=== Work item ===
Could you give the records below again exactly as they stand?

[[ Source records, beginning ]]

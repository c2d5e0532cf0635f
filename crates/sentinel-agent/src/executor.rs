use std::sync::Arc;

use anyhow::{anyhow, bail, Result};
use chrono::{DateTime, Utc};
use exchange_trait::ExchangeClient;
use market_core::EntryKind;

use crate::inventory::InventoryStore;

/// Exchange minimum order value.
const MIN_ORDER_KRW: f64 = 1_000.0;
/// Never commit more than this share of free KRW to one order.
const FREE_KRW_CAP: f64 = 0.9;

pub struct OrderExecutor {
    exchange: Arc<dyn ExchangeClient>,
    inventory: Arc<InventoryStore>,
}

pub struct BuyOutcome {
    pub spent_krw: f64,
    pub quantity: f64,
    pub price: f64,
}

impl OrderExecutor {
    pub fn new(exchange: Arc<dyn ExchangeClient>, inventory: Arc<InventoryStore>) -> Self {
        Self {
            exchange,
            inventory,
        }
    }

    /// Market buy for about `cost` KRW. Errors leave holdings untouched.
    pub async fn market_buy(
        &self,
        symbol: &str,
        cost: f64,
        grade: &str,
        entry: EntryKind,
        now: DateTime<Utc>,
    ) -> Result<BuyOutcome> {
        let balance = self.exchange.fetch_balance().await?;
        let cost = cost.min(balance.free_krw * FREE_KRW_CAP);
        if cost < MIN_ORDER_KRW {
            bail!(
                "insufficient KRW for {symbol}: {:.0} free, order floor {MIN_ORDER_KRW}",
                balance.free_krw
            );
        }

        let quote = self.exchange.fetch_ticker(symbol).await?;
        let price = quote
            .resolve_last_price()
            .ok_or_else(|| anyhow!("unusable ticker for {symbol}"))?;

        // venue accepts at most 4 decimal places of quantity
        let quantity = (cost / price * 10_000.0).floor() / 10_000.0;
        if quantity <= 0.0 {
            bail!("order too small for {symbol} at {price:.2}");
        }

        let fill = self.exchange.create_market_buy(symbol, quantity, cost).await?;
        let filled_price = fill.avg_price.unwrap_or(price);
        let filled_qty = if fill.filled_qty > 0.0 {
            fill.filled_qty
        } else {
            quantity
        };

        self.inventory
            .record_buy(symbol, filled_price, filled_qty, grade, entry, now)
            .await?;
        tracing::info!(
            symbol,
            grade,
            cost,
            quantity = filled_qty,
            price = filled_price,
            "buy filled"
        );
        Ok(BuyOutcome {
            spent_krw: cost,
            quantity: filled_qty,
            price: filled_price,
        })
    }

    /// Market sell, clamped to the free balance. Zero free balance is a
    /// logged no-op, not an error.
    pub async fn market_sell(&self, symbol: &str, qty: f64) -> Result<f64> {
        let balance = self.exchange.fetch_balance().await?;
        let free = balance.free_asset(symbol);
        let qty = qty.min(free);
        if qty <= 0.0 {
            tracing::warn!(symbol, "no free balance to sell, skipping");
            return Ok(0.0);
        }

        self.exchange.create_market_sell(symbol, qty).await?;
        self.inventory.record_sell(symbol, qty).await?;
        tracing::info!(symbol, qty, "sell placed");
        Ok(qty)
    }

    /// Sell the entire recorded position.
    pub async fn market_sell_all(&self, symbol: &str) -> Result<f64> {
        let qty = self
            .inventory
            .get(symbol)
            .await
            .map(|h| h.quantity)
            .unwrap_or(0.0);
        if qty <= 0.0 {
            tracing::warn!(symbol, "no recorded position to sell");
            return Ok(0.0);
        }
        self.market_sell(symbol, qty).await
    }
}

[[ Source records, end ]]

=== Exercise output ===
repository c2d5e0532cf0635f
filename crates/sentinel-agent/src/executor.rs
use std::sync::Arc;

use anyhow::{anyhow, bail, Result};
use chrono::{DateTime, Utc};
use exchange_trait::ExchangeClient;
use market_core::EntryKind;

use crate::inventory::InventoryStore;

/// Exchange minimum order value.
const MIN_ORDER_KRW: f64 = 1_000.0;
/// Never commit more than this share of free KRW to one order.
const FREE_KRW_CAP: f64 = 0.9;

pub struct OrderExecutor {
    exchange: Arc<dyn ExchangeClient>,
    inventory: Arc<InventoryStore>,
}

pub struct BuyOutcome {
    pub spent_krw: f64,
    pub quantity: f64,
    pub price: f64,
}

impl OrderExecutor {
    pub fn new(exchange: Arc<dyn ExchangeClient>, inventory: Arc<InventoryStore>) -> Self {
        Self {
            exchange,
            inventory,
        }
    }

    /// Market buy for about `cost` KRW. Errors leave holdings untouched.
    pub async fn market_buy(
        &self,
        symbol: &str,
        cost: f64,
        grade: &str,
        entry: EntryKind,
        now: DateTime<Utc>,
    ) -> Result<BuyOutcome> {
        let balance = self.exchange.fetch_balance().await?;
        let cost = cost.min(balance.free_krw * FREE_KRW_CAP);
        if cost < MIN_ORDER_KRW {
            bail!(
                "insufficient KRW for {symbol}: {:.0} free, order floor {MIN_ORDER_KRW}",
                balance.free_krw
            );
        }

        let quote = self.exchange.fetch_ticker(symbol).await?;
        let price = quote
            .resolve_last_price()
            .ok_or_else(|| anyhow!("unusable ticker for {symbol}"))?;

        // venue accepts at most 4 decimal places of quantity
        let quantity = (cost / price * 10_000.0).floor() / 10_000.0;
        if quantity <= 0.0 {
            bail!("order too small for {symbol} at {price:.2}");
        }

        let fill = self.exchange.create_market_buy(symbol, quantity, cost).await?;
        let filled_price = fill.avg_price.unwrap_or(price);
        let filled_qty = if fill.filled_qty > 0.0 {
            fill.filled_qty
        } else {
            quantity
        };

        self.inventory
            .record_buy(symbol, filled_price, filled_qty, grade, entry, now)
            .await?;
        tracing::info!(
            symbol,
            grade,
            cost,
            quantity = filled_qty,
            price = filled_price,
            "buy filled"
        );
        Ok(BuyOutcome {
            spent_krw: cost,
            quantity: filled_qty,
            price: filled_price,
        })
    }

    /// Market sell, clamped to the free balance. Zero free balance is a
    /// logged no-op, not an error.
    pub async fn market_sell(&self, symbol: &str, qty: f64) -> Result<f64> {
        let balance = self.exchange.fetch_balance().await?;
        let free = balance.free_asset(symbol);
        let qty = qty.min(free);
        if qty <= 0.0 {
            tracing::warn!(symbol, "no free balance to sell, skipping");
            return Ok(0.0);
        }

        self.exchange.create_market_sell(symbol, qty).await?;
        self.inventory.record_sell(symbol, qty).await?;
        tracing::info!(symbol, qty, "sell placed");
        Ok(qty)
    }

    /// Sell the entire recorded position.
    pub async fn market_sell_all(&self, symbol: &str) -> Result<f64> {
        let qty = self
            .inventory
            .get(symbol)
            .await
            .map(|h| h.quantity)
            .unwrap_or(0.0);
        if qty <= 0.0 {
            tracing::warn!(symbol, "no recorded position to sell");
            return Ok(0.0);
        }
        self.market_sell(symbol, qty).await
    }
}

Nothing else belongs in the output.